Theres a lot of conflicting advice out there for people whose primary goal is to burn fat.
Separating the gimmicks from the truth isnt always easy, even with scientific evidence explaining the mechanisms behind the clams. If youre truly looking to burn fat, its best to ignore the hype and get back to the basics with a few tried and true techniques.
1.BOOST YOUR METABOLISM
Reaching your goals as quickly as possible is achievable if you boost your metabolism and make it as efficient as possible. I take Trim-V with my breakfast every morning because it works to boostthe metabolism all day long.
It also contains nootropics which stimulate the neurotransmitters in your brain to help curb your cravings! I know when I’m dieting I crave sweets and carbs all day long, but Trim-V helps to keep those cravings at bay so I can focus on eating nutritious, balanced meals.
2. AIM FOR INTENSITY
Spending an hour every day loping along on the treadmill with your heart rate in an intermediate zone wont do much of anything to help you lose fat. You need to perform at least 30 minutes of intense cardiovascular exercise for your body to shift from carbohydrates to fat as its primary fuel.
Choose aerobic workouts that challenge you to push your limits, and put your all into every moment. Follow my workout instagram @VannaBeltWorkouts for ideas!
3. INCLUDE STRENGTHTRAINING
Youve probably heard that your metabolism slows down as you age. This is due in part to a loss of muscle mass. Adding at least two to three days of strength training to your regimen prevents this loss and may actually increase your resting metabolism.
Lift the heaviest weights that you can without sacrificing form, and try superset or circuit workouts to keep your heart rate up as you move between sets.
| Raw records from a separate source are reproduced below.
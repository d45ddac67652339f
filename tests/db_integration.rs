//! Database integration tests.
//!
//! All tests require TEST_DATABASE_URL to be set.
//! Run with: TEST_DATABASE_URL=postgres://... cargo test --test db_integration
//!
//! Tests should be run single-threaded to avoid conflicts:
//!   cargo test --test db_integration -- --test-threads=1

mod common;

use std::sync::Arc;

use polaris::db::Database;
use polaris::model::{
    NewRecord, NewResult, NewServer, ProjectRow, RecordState, TaskRow, TestCounts, Verdict,
    BACKFILL_VERSION,
};
use polaris::store::{Admission, Store};

/// Skip the test if TEST_DATABASE_URL is not set.
macro_rules! require_db {
    () => {
        if !common::has_test_db() {
            eprintln!("Skipping: TEST_DATABASE_URL not set");
            return;
        }
    };
}

async fn setup() -> Database {
    common::setup_test_db().await
}

async fn seed(db: &Database) -> (ProjectRow, TaskRow) {
    let server = db
        .insert_server(&NewServer {
            host: common::AGENT.into(),
            username: "tester".into(),
            password: "secret".into(),
            workspace: "/home/tester".into(),
            info: String::new(),
        })
        .await
        .unwrap();
    let project = db
        .insert_project(server.id, common::PROJECT, "web shop")
        .await
        .unwrap();
    let task = db
        .insert_task(project.id, common::JOB, &common::draft(common::NICKNAME))
        .await
        .unwrap();
    (project, task)
}

fn new_record(task: &TaskRow, build_number: i64, state: RecordState) -> NewRecord {
    NewRecord {
        user_id: Some(7),
        project_id: task.project_id,
        task_id: task.id,
        build_number,
        version: "1.4.0".into(),
        state,
    }
}

fn result(verdict: Verdict, counts: TestCounts) -> NewResult {
    NewResult {
        console: "Finished".into(),
        verdict,
        counts,
    }
}

// --- Catalog ---

#[tokio::test]
async fn connect_and_ping() {
    require_db!();
    let db = setup().await;
    db.ping().await.unwrap();
    db.health_check().await.unwrap();
}

#[tokio::test]
async fn catalog_round_trip() {
    require_db!();
    let db = setup().await;
    let (project, task) = seed(&db).await;

    assert_eq!(db.list_projects().await.unwrap().len(), 1);
    let tasks = db.list_tasks(project.id).await.unwrap();
    assert_eq!(tasks.len(), 1);
    assert_eq!(tasks[0].name, common::JOB);
    assert_eq!(
        tasks[0].recipients(),
        vec!["qa@example.com", "lead@example.com"]
    );

    let mut edited = common::draft(common::NICKNAME);
    edited.command = "pytest -q tests".into();
    let updated = db.update_task(task.id, &edited).await.unwrap().unwrap();
    assert_eq!(updated.command, "pytest -q tests");
    assert_eq!(updated.name, common::JOB);
}

#[tokio::test]
async fn newest_email_template_wins() {
    require_db!();
    let db = setup().await;
    assert_eq!(db.latest_email_template().await.unwrap(), None);
    db.insert_email_template("<p>old</p>").await.unwrap();
    db.insert_email_template("<p>new</p>").await.unwrap();
    assert_eq!(
        db.latest_email_template().await.unwrap().as_deref(),
        Some("<p>new</p>")
    );
}

// --- Admission ---

#[tokio::test]
async fn admission_enforces_one_in_flight() {
    require_db!();
    let db = setup().await;
    let (_, task) = seed(&db).await;

    let first = db
        .admit_record(&new_record(&task, 1, RecordState::Queued))
        .await
        .unwrap();
    assert!(matches!(first, Admission::Admitted(_)));

    let second = db
        .admit_record(&new_record(&task, 2, RecordState::Deferred))
        .await
        .unwrap();
    assert!(matches!(second, Admission::Busy));
    assert_eq!(db.count_inflight().await.unwrap(), 1);
}

#[tokio::test]
async fn concurrent_admissions_admit_one() {
    require_db!();
    let db = Arc::new(setup().await);
    let (_, task) = seed(&db).await;

    let mut handles = Vec::new();
    for n in 0..8 {
        let db = Arc::clone(&db);
        let record = new_record(&task, 100 + n, RecordState::Queued);
        handles.push(tokio::spawn(async move { db.admit_record(&record).await }));
    }
    let mut admitted = 0;
    for h in handles {
        if let Admission::Admitted(_) = h.await.unwrap().unwrap() {
            admitted += 1;
        }
    }
    assert_eq!(admitted, 1);
}

// --- Record lifecycle ---

#[tokio::test]
async fn completion_is_compare_and_set() {
    require_db!();
    let db = setup().await;
    let (_, task) = seed(&db).await;
    let Admission::Admitted(record) = db
        .admit_record(&new_record(&task, 42, RecordState::Queued))
        .await
        .unwrap()
    else {
        panic!("expected admission");
    };

    let counts = TestCounts::new(10, 1, 2, 0);
    assert!(db
        .complete_record(record.id, &result(Verdict::Failure, counts))
        .await
        .unwrap());
    assert!(!db
        .complete_record(record.id, &result(Verdict::Success, TestCounts::default()))
        .await
        .unwrap());

    let stored = db.get_record(record.id).await.unwrap().unwrap();
    assert_eq!(stored.state, RecordState::Failed);
    let res = db.result_for_record(record.id).await.unwrap().unwrap();
    assert_eq!(res.status, -1);
    assert_eq!(res.counts(), counts);

    // A finished record frees the task.
    let next = db
        .admit_record(&new_record(&task, 43, RecordState::Queued))
        .await
        .unwrap();
    assert!(matches!(next, Admission::Admitted(_)));
}

#[tokio::test]
async fn abandoned_record_releases_its_build_number() {
    require_db!();
    let db = setup().await;
    let (_, task) = seed(&db).await;
    let Admission::Admitted(record) = db
        .admit_record(&new_record(&task, 42, RecordState::Queued))
        .await
        .unwrap()
    else {
        panic!("expected admission");
    };

    let note = result(Verdict::Failure, TestCounts::default());
    assert!(db.abandon_record(record.id, &note).await.unwrap());
    assert!(!db.abandon_record(record.id, &note).await.unwrap());
    let stored = db.get_record(record.id).await.unwrap().unwrap();
    assert_eq!(stored.state, RecordState::Failed);
    assert_eq!(stored.build_number, -record.id);

    let again = db
        .admit_record(&new_record(&task, 42, RecordState::Queued))
        .await
        .unwrap();
    assert!(matches!(again, Admission::Admitted(r) if r.build_number == 42));
}

#[tokio::test]
async fn admission_reports_a_taken_build_number() {
    require_db!();
    let db = setup().await;
    let (project, task) = seed(&db).await;
    let done = db.backfill_record(project.id, task.id, 7).await.unwrap();
    db.complete_record(done.id, &result(Verdict::Success, TestCounts::default()))
        .await
        .unwrap();

    let clash = db
        .admit_record(&new_record(&task, 7, RecordState::Queued))
        .await
        .unwrap();
    assert!(matches!(clash, Admission::BuildTaken));
    assert_eq!(db.count_inflight().await.unwrap(), 0);
}

#[tokio::test]
async fn backfill_is_idempotent() {
    require_db!();
    let db = setup().await;
    let (project, task) = seed(&db).await;

    let a = db.backfill_record(project.id, task.id, 5).await.unwrap();
    let b = db.backfill_record(project.id, task.id, 5).await.unwrap();
    assert_eq!(a.id, b.id);
    assert_eq!(a.version, BACKFILL_VERSION);
    assert_eq!(a.state, RecordState::Queued);
    assert_eq!(a.user_id, None);
    assert_eq!(
        db.find_record(task.id, 5).await.unwrap().map(|r| r.id),
        Some(a.id)
    );
}

#[tokio::test]
async fn deferred_records_promote_once() {
    require_db!();
    let db = setup().await;
    let (_, task) = seed(&db).await;
    let Admission::Admitted(record) = db
        .admit_record(&new_record(&task, 42, RecordState::Deferred))
        .await
        .unwrap()
    else {
        panic!("expected admission");
    };

    let deferred = db
        .records_in_state(task.id, RecordState::Deferred)
        .await
        .unwrap();
    assert_eq!(deferred.len(), 1);
    assert!(deferred[0].queued_at.is_none());

    assert!(db.promote_deferred(record.id, 44).await.unwrap());
    assert!(!db.promote_deferred(record.id, 45).await.unwrap());

    let promoted = db.get_record(record.id).await.unwrap().unwrap();
    assert_eq!(promoted.state, RecordState::Queued);
    assert_eq!(promoted.build_number, 44);
    assert!(promoted.queued_at.is_some());
}

// --- Queries ---

#[tokio::test]
async fn pages_are_newest_first() {
    require_db!();
    let db = setup().await;
    let (project, task) = seed(&db).await;
    for n in 1..=5 {
        db.backfill_record(project.id, task.id, n).await.unwrap();
    }

    let page = db
        .records_page(project.id, Some(task.id), 1, 2)
        .await
        .unwrap();
    assert_eq!(page.total, 5);
    let builds: Vec<i64> = page.records.iter().map(|r| r.build_number).collect();
    assert_eq!(builds, vec![5, 4]);

    let last = db.records_page(project.id, None, 3, 2).await.unwrap();
    assert_eq!(last.records.len(), 1);
    assert_eq!(last.records[0].build_number, 1);

    let clamped = db.records_page(project.id, None, 0, 2).await.unwrap();
    assert_eq!(clamped.page, 1);
}

#[tokio::test]
async fn trend_skips_runs_without_metrics() {
    require_db!();
    let db = setup().await;
    let (project, task) = seed(&db).await;
    for (n, tests) in [(1, 4), (2, 0), (3, 8)] {
        let r = db.backfill_record(project.id, task.id, n).await.unwrap();
        db.complete_record(
            r.id,
            &result(Verdict::Success, TestCounts::new(tests, 0, 0, 0)),
        )
        .await
        .unwrap();
    }
    let trend = db.task_trend(task.id).await.unwrap();
    let builds: Vec<i64> = trend.iter().map(|r| r.build_number).collect();
    assert_eq!(builds, vec![1, 3]);
}

#[tokio::test]
async fn deleting_a_task_removes_its_history() {
    require_db!();
    let db = setup().await;
    let (project, task) = seed(&db).await;
    let r = db.backfill_record(project.id, task.id, 1).await.unwrap();
    db.complete_record(r.id, &result(Verdict::Success, TestCounts::new(1, 0, 0, 0)))
        .await
        .unwrap();

    assert!(db.delete_task(task.id).await.unwrap());
    assert!(!db.delete_task(task.id).await.unwrap());
    assert!(db.get_record(r.id).await.unwrap().is_none());
    assert!(db.result_for_record(r.id).await.unwrap().is_none());
}
//! Mail delivery.
//!
//! [`SmtpMailer`] relays over implicit TLS with the sender's credentials.
//! [`LogMailer`] stands in when no SMTP host is configured and only logs.

use anyhow::Result;
use async_trait::async_trait;
use lettre::message::header::ContentType;
use lettre::message::{Attachment, Mailbox, MultiPart, SinglePart};
use lettre::transport::smtp::authentication::Credentials;
use lettre::{AsyncSmtpTransport, AsyncTransport, Message, Tokio1Executor};
use tracing::info;

use crate::config::MailSettings;

/// Content-ID of the inline result chart; templates reference it as `cid:analysis`.
pub const CHART_CID: &str = "analysis";

#[derive(Debug, Clone)]
pub struct MailAttachment {
    pub filename: String,
    pub content_type: String,
    pub data: Vec<u8>,
}

#[derive(Debug, Clone)]
pub struct OutgoingMail {
    pub to: Vec<String>,
    pub subject: String,
    pub html_body: String,
    /// PNG chart embedded inline under [`CHART_CID`].
    pub chart_png: Option<Vec<u8>>,
    pub attachments: Vec<MailAttachment>,
}

#[async_trait]
pub trait MailTransport: Send + Sync {
    async fn send(&self, mail: OutgoingMail) -> Result<()>;
}

pub struct SmtpMailer {
    transport: AsyncSmtpTransport<Tokio1Executor>,
    from: Mailbox,
}

impl SmtpMailer {
    pub fn new(settings: &MailSettings) -> Result<Self> {
        let credentials = Credentials::new(settings.sender.clone(), settings.password.clone());
        let transport = AsyncSmtpTransport::<Tokio1Executor>::relay(&settings.host)?
            .port(settings.port)
            .credentials(credentials)
            .build();
        let from = Mailbox::new(
            Some(settings.display_name.clone()),
            settings.sender.parse()?,
        );
        Ok(SmtpMailer { transport, from })
    }

    fn build_message(&self, mail: OutgoingMail) -> Result<Message> {
        let mut builder = Message::builder()
            .from(self.from.clone())
            .subject(mail.subject);
        for to in &mail.to {
            builder = builder.to(to.parse::<Mailbox>()?);
        }

        let html = SinglePart::html(mail.html_body);
        let body = match mail.chart_png {
            Some(png) => MultiPart::related().singlepart(html).singlepart(
                Attachment::new_inline(CHART_CID.to_string())
                    .body(png, ContentType::parse("image/png")?),
            ),
            None => MultiPart::related().singlepart(html),
        };

        let mut mixed = MultiPart::mixed().multipart(body);
        for a in mail.attachments {
            let content_type = ContentType::parse(&a.content_type)?;
            mixed = mixed.singlepart(Attachment::new(a.filename).body(a.data, content_type));
        }
        Ok(builder.multipart(mixed)?)
    }
}

#[async_trait]
impl MailTransport for SmtpMailer {
    async fn send(&self, mail: OutgoingMail) -> Result<()> {
        let message = self.build_message(mail)?;
        self.transport.send(message).await?;
        Ok(())
    }
}

/// Transport used when mail is not configured.
pub struct LogMailer;

#[async_trait]
impl MailTransport for LogMailer {
    async fn send(&self, mail: OutgoingMail) -> Result<()> {
        info!(
            to = %mail.to.join(", "),
            subject = %mail.subject,
            attachments = mail.attachments.len(),
            "mail not configured, notification dropped"
        );
        Ok(())
    }
}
As you can see, I wear my V-Belt during weight training to accelerate results in the stomach area to achieve long-lasting tightness!
4. USE YOUR ENTIRE BODY
Whether youre doing cardio or lifting weights, make sure that youre engaging all of your muscles. Keep your upper body tensed during leg exercises, and contract your legs and core while working your arms.
Focus on compound movements that target as many parts of the body as possible to create a more efficient workout.
5. STAY ACTIVE ALL DAY
Following your morning sweatfest with a long stretch of sitting wreaks havoc on your metabolism. To optimize fat loss, find other ways to move throughout the day.
Take regular breaks from sedentary work, use the stairs instead of the elevator, stand up while talking on the phone and try mini-workouts during commercial breaks while you watch TV at night. Any way that you can move more will help you get closer to your goals.
Fat loss is a process that progresses at different rates for everyone, but if you follow a consistent plan, you will win in the long run. Pay attention to your bodys needs so that you can stick with your regimen and make the most out of every workout!